*** Block opens ***

use std::process::ExitCode;

use log::LevelFilter;
use sockrelay::cli::{parse_or_usage, ListenerArgs};
use sockrelay::{init_logger, relay_error, RelayListener};
use tokio::runtime::Builder;

fn main() -> ExitCode {
    let args: ListenerArgs = match parse_or_usage(std::env::args_os()) {
        Ok(args) => args,
        Err(code) => return code,
    };
    init_logger(LevelFilter::Info);

    let rt = match Builder::new_current_thread().enable_all().build() {
        Ok(rt) => rt,
        Err(e) => {
            relay_error!("failed to start runtime: {}", e);
            return ExitCode::FAILURE;
        }
    };

    rt.block_on(async {
        let listener = match RelayListener::bind(args.into_config()).await {
            Ok(listener) => listener,
            Err(e) => {
                relay_error!("{}", e);
                return ExitCode::from(e.exit_code());
            }
        };

        let mut out = tokio::io::stdout();
        listener.run(&mut out).await;
        ExitCode::SUCCESS
    })
}
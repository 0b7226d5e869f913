use std::process::ExitCode;

use log::LevelFilter;
use sockrelay::cli::{parse_or_usage, ConnectorArgs};
use sockrelay::{init_logger, relay_error, Connector};
use tokio::runtime::Builder;

fn main() -> ExitCode {
    let args: ConnectorArgs = match parse_or_usage(std::env::args_os()) {
        Ok(args) => args,
        Err(code) => return code,
    };
    init_logger(LevelFilter::Info);

    let rt = match Builder::new_current_thread().enable_all().build() {
        Ok(rt) => rt,
        Err(e) => {
            relay_error!("failed to start runtime: {}", e);
            return ExitCode::FAILURE;
        }
    };

    rt.block_on(async {
        let result = match Connector::connect(&args.into_config()).await {
            Ok(connector) => connector.relay_from(&mut tokio::io::stdin()).await,
            Err(e) => Err(e),
        };

        match result {
            Ok(_) => ExitCode::SUCCESS,
            Err(e) => {
                relay_error!("{}", e);
                ExitCode::from(e.exit_code())
            }
        }
    })
}
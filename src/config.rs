/// Pending connections the kernel queues while one peer is being drained.
pub const DEFAULT_BACKLOG: u32 = 10;

/// Bytes moved per read, on both sides of the relay.
pub const DEFAULT_CHUNK_SIZE: usize = 2048;

#[derive(Clone, Debug)]
pub struct ListenerConfig {
    pub port: String,
    pub backlog: u32,
    pub chunk_size: usize,
    pub reuse_address: bool,
}

impl ListenerConfig {
    /// `port` is a number or a service name, resolved when binding.
    pub fn new(port: impl Into<String>) -> Self {
        Self {
            port: port.into(),
            backlog: DEFAULT_BACKLOG,
            chunk_size: DEFAULT_CHUNK_SIZE,
            reuse_address: true,
        }
    }

    pub fn with_backlog(mut self, backlog: u32) -> Self {
        self.backlog = backlog;
        self
    }

    pub fn with_chunk_size(mut self, chunk_size: usize) -> Self {
        self.chunk_size = chunk_size.max(1);
        self
    }

    pub fn with_reuse_address(mut self, reuse_address: bool) -> Self {
        self.reuse_address = reuse_address;
        self
    }

    pub fn port(&self) -> &str {
        &self.port
    }

    pub fn backlog(&self) -> u32 {
        self.backlog
    }

    pub fn chunk_size(&self) -> usize {
        self.chunk_size
    }

    pub fn reuse_address(&self) -> bool {
        self.reuse_address
    }
}

#[derive(Clone, Debug)]
pub struct ConnectorConfig {
    pub host: String,
    pub port: String,
    pub chunk_size: usize,
}

impl ConnectorConfig {
    pub fn new(host: impl Into<String>, port: impl Into<String>) -> Self {
        Self {
            host: host.into(),
            port: port.into(),
            chunk_size: DEFAULT_CHUNK_SIZE,
        }
    }

    pub fn with_chunk_size(mut self, chunk_size: usize) -> Self {
        self.chunk_size = chunk_size.max(1);
        self
    }

    pub fn host(&self) -> &str {
        &self.host
    }

    pub fn port(&self) -> &str {
        &self.port
    }

    pub fn chunk_size(&self) -> usize {
        self.chunk_size
    }
}
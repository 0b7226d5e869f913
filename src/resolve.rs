use std::fmt;
use std::io;
use std::net::SocketAddr;

use dns_lookup::{AddrInfoHints, SockType};
use thiserror::Error;

use crate::relay_debug;

/// Host and port (number or service name) to turn into candidate socket
/// addresses.
///
/// A missing host means "any local interface", as used by the listening side.
#[derive(Clone, Debug, PartialEq, Eq)]
pub struct Target {
    pub host: Option<String>,
    pub port: String,
}

impl Target {
    pub fn passive(port: impl Into<String>) -> Self {
        Self { host: None, port: port.into() }
    }

    pub fn remote(host: impl Into<String>, port: impl Into<String>) -> Self {
        Self { host: Some(host.into()), port: port.into() }
    }

    fn hints(&self) -> AddrInfoHints {
        AddrInfoHints {
            socktype: SockType::Stream.into(),
            protocol: 0,
            address: 0,
            flags: if self.host.is_none() { libc::AI_PASSIVE } else { 0 },
        }
    }
}

impl fmt::Display for Target {
    fn fmt(&self, f: &mut fmt::Formatter<'_>) -> fmt::Result {
        match &self.host {
            Some(host) => write!(f, "{}:{}", host, self.port),
            None => write!(f, "*:{}", self.port),
        }
    }
}

#[derive(Debug, Error)]
pub enum ResolveError {
    #[error("getaddrinfo: {target}: {source}")]
    Lookup {
        target: Target,
        #[source]
        source: io::Error,
    },

    #[error("getaddrinfo: {target}: no addresses")]
    NoAddresses { target: Target },
}

/// Resolves `target` through the system resolver into stream-socket
/// candidates of either address family, in the order they should be tried.
pub async fn resolve(target: &Target) -> Result<Vec<SocketAddr>, ResolveError> {
    let query = target.clone();
    let candidates = tokio::task::spawn_blocking(move || lookup(&query))
        .await
        .map_err(io::Error::other)
        .and_then(|res| res)
        .map_err(|source| ResolveError::Lookup {
            target: target.clone(),
            source,
        })?;

    if candidates.is_empty() {
        return Err(ResolveError::NoAddresses {
            target: target.clone(),
        });
    }

    relay_debug!("Resolved {} to {} candidate(s): {:?}", target, candidates.len(), candidates);
    Ok(candidates)
}

fn lookup(target: &Target) -> io::Result<Vec<SocketAddr>> {
    let addrs = dns_lookup::getaddrinfo(target.host.as_deref(), Some(target.port.as_str()), Some(target.hints()))
        .map_err(io::Error::from)?;

    addrs
        .map(|info| info.map(|info| info.sockaddr).map_err(io::Error::from))
        .collect()
}
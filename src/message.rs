use std::io;
use std::net::SocketAddr;

use uuid::Uuid;

/// Why the listener stopped draining a connection.
#[derive(Debug)]
pub enum ConnectionEnd {
    /// The peer closed its side; read returned zero bytes.
    PeerClosed,

    /// Reading from the socket failed.
    RecvFailed(io::Error),

    /// Writing or flushing the output sink failed.
    OutputFailed(io::Error),
}

impl ConnectionEnd {
    pub fn is_graceful(&self) -> bool {
        matches!(self, ConnectionEnd::PeerClosed)
    }
}

/// Outcome of one accepted connection.
#[derive(Debug)]
pub struct TransferSummary {
    pub id: Uuid,
    pub peer: SocketAddr,
    pub bytes: u64,
    pub end: ConnectionEnd,
}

*** Block closes ***

* **What you are asked to do**:
Copy every record exactly.

* **Answer section**:
use std::process::ExitCode;

use log::LevelFilter;
use sockrelay::cli::{parse_or_usage, ListenerArgs};
use sockrelay::{init_logger, relay_error, RelayListener};
use tokio::runtime::Builder;

fn main() -> ExitCode {
    let args: ListenerArgs = match parse_or_usage(std::env::args_os()) {
        Ok(args) => args,
        Err(code) => return code,
    };
    init_logger(LevelFilter::Info);

    let rt = match Builder::new_current_thread().enable_all().build() {
        Ok(rt) => rt,
        Err(e) => {
            relay_error!("failed to start runtime: {}", e);
            return ExitCode::FAILURE;
        }
    };

    rt.block_on(async {
        let listener = match RelayListener::bind(args.into_config()).await {
            Ok(listener) => listener,
            Err(e) => {
                relay_error!("{}", e);
                return ExitCode::from(e.exit_code());
            }
        };

        let mut out = tokio::io::stdout();
        listener.run(&mut out).await;
        ExitCode::SUCCESS
    })
}
repository 0b7226d5e869f913
use std::process::ExitCode;

use log::LevelFilter;
use sockrelay::cli::{parse_or_usage, ConnectorArgs};
use sockrelay::{init_logger, relay_error, Connector};
use tokio::runtime::Builder;

fn main() -> ExitCode {
    let args: ConnectorArgs = match parse_or_usage(std::env::args_os()) {
        Ok(args) => args,
        Err(code) => return code,
    };
    init_logger(LevelFilter::Info);

    let rt = match Builder::new_current_thread().enable_all().build() {
        Ok(rt) => rt,
        Err(e) => {
            relay_error!("failed to start runtime: {}", e);
            return ExitCode::FAILURE;
        }
    };

    rt.block_on(async {
        let result = match Connector::connect(&args.into_config()).await {
            Ok(connector) => connector.relay_from(&mut tokio::io::stdin()).await,
            Err(e) => Err(e),
        };

        match result {
            Ok(_) => ExitCode::SUCCESS,
            Err(e) => {
                relay_error!("{}", e);
                ExitCode::from(e.exit_code())
            }
        }
    })
}
filename src/config.rs
/// Pending connections the kernel queues while one peer is being drained.
pub const DEFAULT_BACKLOG: u32 = 10;

/// Bytes moved per read, on both sides of the relay.
pub const DEFAULT_CHUNK_SIZE: usize = 2048;

#[derive(Clone, Debug)]
pub struct ListenerConfig {
    pub port: String,
    pub backlog: u32,
    pub chunk_size: usize,
    pub reuse_address: bool,
}

impl ListenerConfig {
    /// `port` is a number or a service name, resolved when binding.
    pub fn new(port: impl Into<String>) -> Self {
        Self {
            port: port.into(),
            backlog: DEFAULT_BACKLOG,
            chunk_size: DEFAULT_CHUNK_SIZE,
            reuse_address: true,
        }
    }

    pub fn with_backlog(mut self, backlog: u32) -> Self {
        self.backlog = backlog;
        self
    }

    pub fn with_chunk_size(mut self, chunk_size: usize) -> Self {
        self.chunk_size = chunk_size.max(1);
        self
    }

    pub fn with_reuse_address(mut self, reuse_address: bool) -> Self {
        self.reuse_address = reuse_address;
        self
    }

    pub fn port(&self) -> &str {
        &self.port
    }

    pub fn backlog(&self) -> u32 {
        self.backlog
    }

    pub fn chunk_size(&self) -> usize {
        self.chunk_size
    }

    pub fn reuse_address(&self) -> bool {
        self.reuse_address
    }
}

#[derive(Clone, Debug)]
pub struct ConnectorConfig {
    pub host: String,
    pub port: String,
    pub chunk_size: usize,
}

impl ConnectorConfig {
    pub fn new(host: impl Into<String>, port: impl Into<String>) -> Self {
        Self {
            host: host.into(),
            port: port.into(),
            chunk_size: DEFAULT_CHUNK_SIZE,
        }
    }

    pub fn with_chunk_size(mut self, chunk_size: usize) -> Self {
        self.chunk_size = chunk_size.max(1);
        self
    }

    pub fn host(&self) -> &str {
        &self.host
    }

    pub fn port(&self) -> &str {
        &self.port
    }

    pub fn chunk_size(&self) -> usize {
        self.chunk_size
    }
}
repository 0b7226d5e869f913
filename src/resolve.rs
use std::fmt;
use std::io;
use std::net::SocketAddr;

use dns_lookup::{AddrInfoHints, SockType};
use thiserror::Error;

use crate::relay_debug;

/// Host and port (number or service name) to turn into candidate socket
/// addresses.
///
/// A missing host means "any local interface", as used by the listening side.
#[derive(Clone, Debug, PartialEq, Eq)]
pub struct Target {
    pub host: Option<String>,
    pub port: String,
}

impl Target {
    pub fn passive(port: impl Into<String>) -> Self {
        Self { host: None, port: port.into() }
    }

    pub fn remote(host: impl Into<String>, port: impl Into<String>) -> Self {
        Self { host: Some(host.into()), port: port.into() }
    }

    fn hints(&self) -> AddrInfoHints {
        AddrInfoHints {
            socktype: SockType::Stream.into(),
            protocol: 0,
            address: 0,
            flags: if self.host.is_none() { libc::AI_PASSIVE } else { 0 },
        }
    }
}

impl fmt::Display for Target {
    fn fmt(&self, f: &mut fmt::Formatter<'_>) -> fmt::Result {
        match &self.host {
            Some(host) => write!(f, "{}:{}", host, self.port),
            None => write!(f, "*:{}", self.port),
        }
    }
}

#[derive(Debug, Error)]
pub enum ResolveError {
    #[error("getaddrinfo: {target}: {source}")]
    Lookup {
        target: Target,
        #[source]
        source: io::Error,
    },

    #[error("getaddrinfo: {target}: no addresses")]
    NoAddresses { target: Target },
}

/// Resolves `target` through the system resolver into stream-socket
/// candidates of either address family, in the order they should be tried.
pub async fn resolve(target: &Target) -> Result<Vec<SocketAddr>, ResolveError> {
    let query = target.clone();
    let candidates = tokio::task::spawn_blocking(move || lookup(&query))
        .await
        .map_err(io::Error::other)
        .and_then(|res| res)
        .map_err(|source| ResolveError::Lookup {
            target: target.clone(),
            source,
        })?;

    if candidates.is_empty() {
        return Err(ResolveError::NoAddresses {
            target: target.clone(),
        });
    }

    relay_debug!("Resolved {} to {} candidate(s): {:?}", target, candidates.len(), candidates);
    Ok(candidates)
}

fn lookup(target: &Target) -> io::Result<Vec<SocketAddr>> {
    let addrs = dns_lookup::getaddrinfo(target.host.as_deref(), Some(target.port.as_str()), Some(target.hints()))
        .map_err(io::Error::from)?;

    addrs
        .map(|info| info.map(|info| info.sockaddr).map_err(io::Error::from))
        .collect()
}
filename src/message.rs
use std::io;
use std::net::SocketAddr;

use uuid::Uuid;

/// Why the listener stopped draining a connection.
#[derive(Debug)]
pub enum ConnectionEnd {
    /// The peer closed its side; read returned zero bytes.
    PeerClosed,

    /// Reading from the socket failed.
    RecvFailed(io::Error),

    /// Writing or flushing the output sink failed.
    OutputFailed(io::Error),
}

impl ConnectionEnd {
    pub fn is_graceful(&self) -> bool {
        matches!(self, ConnectionEnd::PeerClosed)
    }
}

/// Outcome of one accepted connection.
#[derive(Debug)]
pub struct TransferSummary {
    pub id: Uuid,
    pub peer: SocketAddr,
    pub bytes: u64,
    pub end: ConnectionEnd,
}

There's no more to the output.